Há quem goste de A Cicatriz/Hollow Triumph, uma produção fora dos grandes estúdios, dirigida – segundo os créditos e os cartazes – pelo húngaro Steve Sekely. Consta que Sekely e Henreid se desentenderam, e o ator e produtor assumiu também a direção, embora os créditos tenham apenas o nome do primeiro.
Eis alguns títulos de comentários de leitores no IMDb, com a nota de 1 a 10 dada por eles:
* “Excelente thriller hard-boiled de dupla identidade no gênero noir”. Nota 8.
* “Irônico filme noir.” Nota 8.
* “Grande surpresa entre os filmes de baixo orçamento.” Nota 9.
* “Melodrama noir surpreendentemente bom.” Nota 7.
* “Um final poderoso.” Nota 8.
* “Sekely dirige uma muitas vezes esquecida obra-prima noir.” Nota 9.
Não há, é claro, uma unanimidade entre os leitores que comentaram o filme no grande site enciclopédico. Um leitor usa o adjetivo de um dos dois títulos originais, Hollow Triumph, triunfo raso, e diz “Raso mesmo”. Um outro abusa da ironia: “Na próxima vez que você fizer uma cicatriz no rosto, cuidado para cortar do lado certo.” É que o bandido-super-homem Johnny Muller, um dos papéis de Paul Henreid, corta seu próprio rosto do lado errado.
O filme teve dois títulos. Foi lançado como Hollow Triumph, e depois mudaram para The Scar, a cicatriz.
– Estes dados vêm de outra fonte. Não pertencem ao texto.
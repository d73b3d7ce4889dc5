//! Workload drivers and the handle of a running simulation.

use std::sync::atomic::{AtomicBool, AtomicUsize, Ordering};
use std::sync::Arc;
use std::thread::{self, JoinHandle};
use std::time::{Duration, Instant};

use parking_lot::Mutex;
use rand::SeedableRng;
use rand_chacha::ChaCha8Rng;

use crate::config::{SimulationConfig, Timings};
use crate::coordinator::Coordinator;
use crate::error::{Error, Result};
use crate::event::{ActorKind, Event, RunStats, Snapshot};

/// Run state shared between the handle and the drivers.
struct Control {
    // Drivers which have not returned yet.
    running: AtomicUsize,
    // Set once the run has to stop early.
    abort: AtomicBool,
    // First fatal error reported by a driver.
    failure: Mutex<Option<Error>>,
}

impl Control {
    fn fail(&self, error: Error) {
        tracing::error!(%error, "aborting simulation");
        self.abort.store(true, Ordering::Release);
        let mut failure = self.failure.lock();

        if failure.is_none() {
            *failure = Some(error);
        }
    }

    fn aborted(&self) -> bool {
        self.abort.load(Ordering::Acquire)
    }
}

/// Decrements the running count when a driver returns, including by panic.
struct Running(Arc<Control>);

impl Drop for Running {
    fn drop(&mut self) {
        self.0.running.fetch_sub(1, Ordering::AcqRel);
    }
}

/// A simulation run of reader and writer drivers against one [`Coordinator`].
pub struct Simulation {
    coordinator: Arc<Coordinator>,
    control: Arc<Control>,
    threads: Vec<JoinHandle<()>>,
    deadline: Instant,
}

impl Simulation {
    /// Validate `config` and spawn one thread per reader and per writer.
    ///
    /// Returns immediately, use [`is_finished`] or [`join`] to wait for the
    /// run to end.
    ///
    /// [`is_finished`]: Simulation::is_finished
    /// [`join`]: Simulation::join
    pub fn start(config: &SimulationConfig) -> Result<Self> {
        config.validate()?;

        let coordinator = Arc::new(Coordinator::from_config(config));
        let control = Arc::new(Control {
            running: AtomicUsize::new(0),
            abort: AtomicBool::new(false),
            failure: Mutex::new(None),
        });

        let deadline = Instant::now() + config.duration();

        tracing::info!(
            readers = config.readers,
            writers = config.writers,
            duration_ms = config.duration_ms,
            "starting simulation"
        );

        let mut simulation = Self {
            coordinator,
            control,
            threads: Vec::with_capacity(config.readers + config.writers),
            deadline,
        };

        let actors = (1..=config.readers)
            .map(|id| (ActorKind::Reader, id))
            .chain((1..=config.writers).map(|id| (ActorKind::Writer, id)));

        for (kind, id) in actors {
            let id = id as u32;

            let driver = Driver {
                kind,
                id,
                coordinator: simulation.coordinator.clone(),
                control: simulation.control.clone(),
                deadline,
                timings: config.timings,
                rng: driver_rng(config.seed, kind, id),
            };

            let name = match kind {
                ActorKind::Reader => format!("reader-{id}"),
                ActorKind::Writer => format!("writer-{id}"),
            };

            simulation.spawn(name, move || driver.run())?;
        }

        Ok(simulation)
    }

    /// Spawn a named thread which counts as running until `f` returns or
    /// unwinds.
    fn spawn<F>(&mut self, name: String, f: F) -> Result<()>
    where
        F: FnOnce() + Send + 'static,
    {
        self.control.running.fetch_add(1, Ordering::AcqRel);
        let control = self.control.clone();

        let spawned = thread::Builder::new().name(name).spawn(move || {
            let _running = Running(control);
            f();
        });

        match spawned {
            Ok(thread) => {
                self.threads.push(thread);
                Ok(())
            }
            Err(error) => {
                self.control.running.fetch_sub(1, Ordering::AcqRel);
                self.control.abort.store(true, Ordering::Release);
                Err(error.into())
            }
        }
    }

    /// Pop up to `limit` buffered events in recording order.
    pub fn drain_events(&self, limit: usize) -> Vec<Event> {
        self.coordinator.events().drain(limit)
    }

    /// The last `k` events without draining them.
    pub fn tail_events(&self, k: usize) -> Vec<Event> {
        self.coordinator.events().tail(k)
    }

    /// Every retained event, for export.
    pub fn history(&self) -> Vec<Event> {
        self.coordinator.events().history()
    }

    /// Pop every queued snapshot in timestamp order.
    pub fn drain_metrics(&self) -> Vec<Snapshot> {
        self.coordinator.metrics().drain()
    }

    /// Cumulative counters of the run so far.
    pub fn stats(&self) -> RunStats {
        self.coordinator.stats()
    }

    /// Test if every driver has observed the deadline and returned.
    pub fn is_finished(&self) -> bool {
        self.control.running.load(Ordering::Acquire) == 0
    }

    /// Time left until drivers stop starting new operations.
    pub fn remaining(&self) -> Duration {
        self.deadline.saturating_duration_since(Instant::now())
    }

    /// Ask every driver to stop at its next loop iteration. Operations in
    /// flight run to completion.
    pub fn abort(&self) {
        self.control.abort.store(true, Ordering::Release);
    }

    /// The coordinator the drivers run against.
    pub fn coordinator(&self) -> &Arc<Coordinator> {
        &self.coordinator
    }

    /// Wait for every driver to return and report the final counters.
    ///
    /// Fails with the first error reported by a driver, or if the final value
    /// does not account for exactly the writes performed.
    pub fn join(self) -> Result<RunStats> {
        let mut panicked = None;

        for thread in self.threads {
            let name = thread.thread().name().unwrap_or("driver").to_owned();

            if thread.join().is_err() && panicked.is_none() {
                panicked = Some(name);
            }
        }

        if let Some(error) = self.control.failure.lock().take() {
            return Err(error);
        }

        if let Some(name) = panicked {
            return Err(Error::DriverPanicked(name));
        }

        let stats = self.coordinator.stats();
        let value = self.coordinator.value();

        if value != stats.total_writes {
            let counters = self.coordinator.state().counters();

            return Err(Error::InvariantViolation {
                what: "final value does not match the number of writes",
                active_readers: counters.active_readers,
                waiting_writers: counters.waiting_writers,
                value,
            });
        }

        tracing::info!(
            total_reads = stats.total_reads,
            total_writes = stats.total_writes,
            max_concurrent_readers = stats.max_concurrent_readers,
            value,
            "simulation finished"
        );

        Ok(stats)
    }
}

/// A reader or writer loop.
struct Driver {
    kind: ActorKind,
    id: u32,
    coordinator: Arc<Coordinator>,
    control: Arc<Control>,
    deadline: Instant,
    timings: Timings,
    rng: ChaCha8Rng,
}

impl Driver {
    fn run(mut self) {
        tracing::debug!(kind = %self.kind, id = self.id, "driver started");

        while Instant::now() < self.deadline && !self.control.aborted() {
            let (result, think) = match self.kind {
                ActorKind::Reader => {
                    let work = self.timings.read_work.sample(&mut self.rng);
                    let result = self.coordinator.read(self.id, work);
                    (result, self.timings.read_think.sample(&mut self.rng))
                }
                ActorKind::Writer => {
                    let work = self.timings.write_work.sample(&mut self.rng);
                    let result = self.coordinator.write(self.id, work);
                    (result, self.timings.write_think.sample(&mut self.rng))
                }
            };

            if let Err(error) = result {
                self.control.fail(error);
                break;
            }

            // Never sleep past the deadline, so the run ends promptly.
            let remaining = self.deadline.saturating_duration_since(Instant::now());
            thread::sleep(think.min(remaining));
        }

        tracing::debug!(kind = %self.kind, id = self.id, "driver stopped");
    }
}

fn driver_rng(seed: Option<u64>, kind: ActorKind, id: u32) -> ChaCha8Rng {
    let Some(seed) = seed else {
        return ChaCha8Rng::from_entropy();
    };

    let role = match kind {
        ActorKind::Reader => 0u64,
        ActorKind::Writer => 1u64,
    };

    ChaCha8Rng::seed_from_u64(seed ^ ((role << 32) | u64::from(id)))
}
“Tenso melodrama”, “memorável”…
Não há apenas espectadores entre os apreciadores do filme – os críticos também gostaram do troço. Leonard Maltin deu 3 estrelas em 4: “Tenso melodrama de assassino assumindo a identidade de um sósia doutor. Retitulado como The Scar.”
O guia de Steven H. Scheuer igualmente dá 3 estrelas em 4, e faz uma sinopse maior, com afirmações um tanto estranhas: “Um gângster consegue uma nova cara, e uma garota faz uma nova personalidade para combinar com ela, mas tarde demais, porque ele tem que pagar pelo que fez. Melodrama cheio de suspense.”
Huuuum… Não é que o gângster consegue propriamente uma nova cara. A cara dele é quase absolutamente idêntica à do outro homem – a única diferença é que o psicanalista tem a cicatriz, e então o gângster corta seu próprio rosto para que não haja mais diferença alguma… E a garota – Evelyn Nash, a secretária do dr. Bartok, interpretada pela linda Joan Bennett – não cria propriamente uma nova identidade… Mas vá lá, é o que diz o guia de Steven H. Scheuer, e eu em geral gosto muito dele.
O guia de Mick Martin e Marsha Porter se entusiasmou com o filme, ao qual deu 4 estrelas em 5: “Os fãs dos filmes noir hardboiled vão querer ir atrás deste menos conhecido mas memorável exemplo do gênero. Paul Henreid faz dois papéis: um jogador fugindo da polícia…”
Ahnn… Aí é erro mesmo, erro claro.
Aproveito então para apresentar os fatos básicos da trama. Johnny Muller, o protagonista da história, não está fugindo da polícia, e não é um jogador – é um bandido, um bandido educado, que havia estudado medicina e psicologia, mas também já havia sido preso algumas vezes por diversos crimes. Ao ser solto mais uma vez, no início da narrativa, reúne um bando de conhecidos que o seguem como a um guru, e os convida, ou melhor, os intima a participar com ele do assalto a um cassino.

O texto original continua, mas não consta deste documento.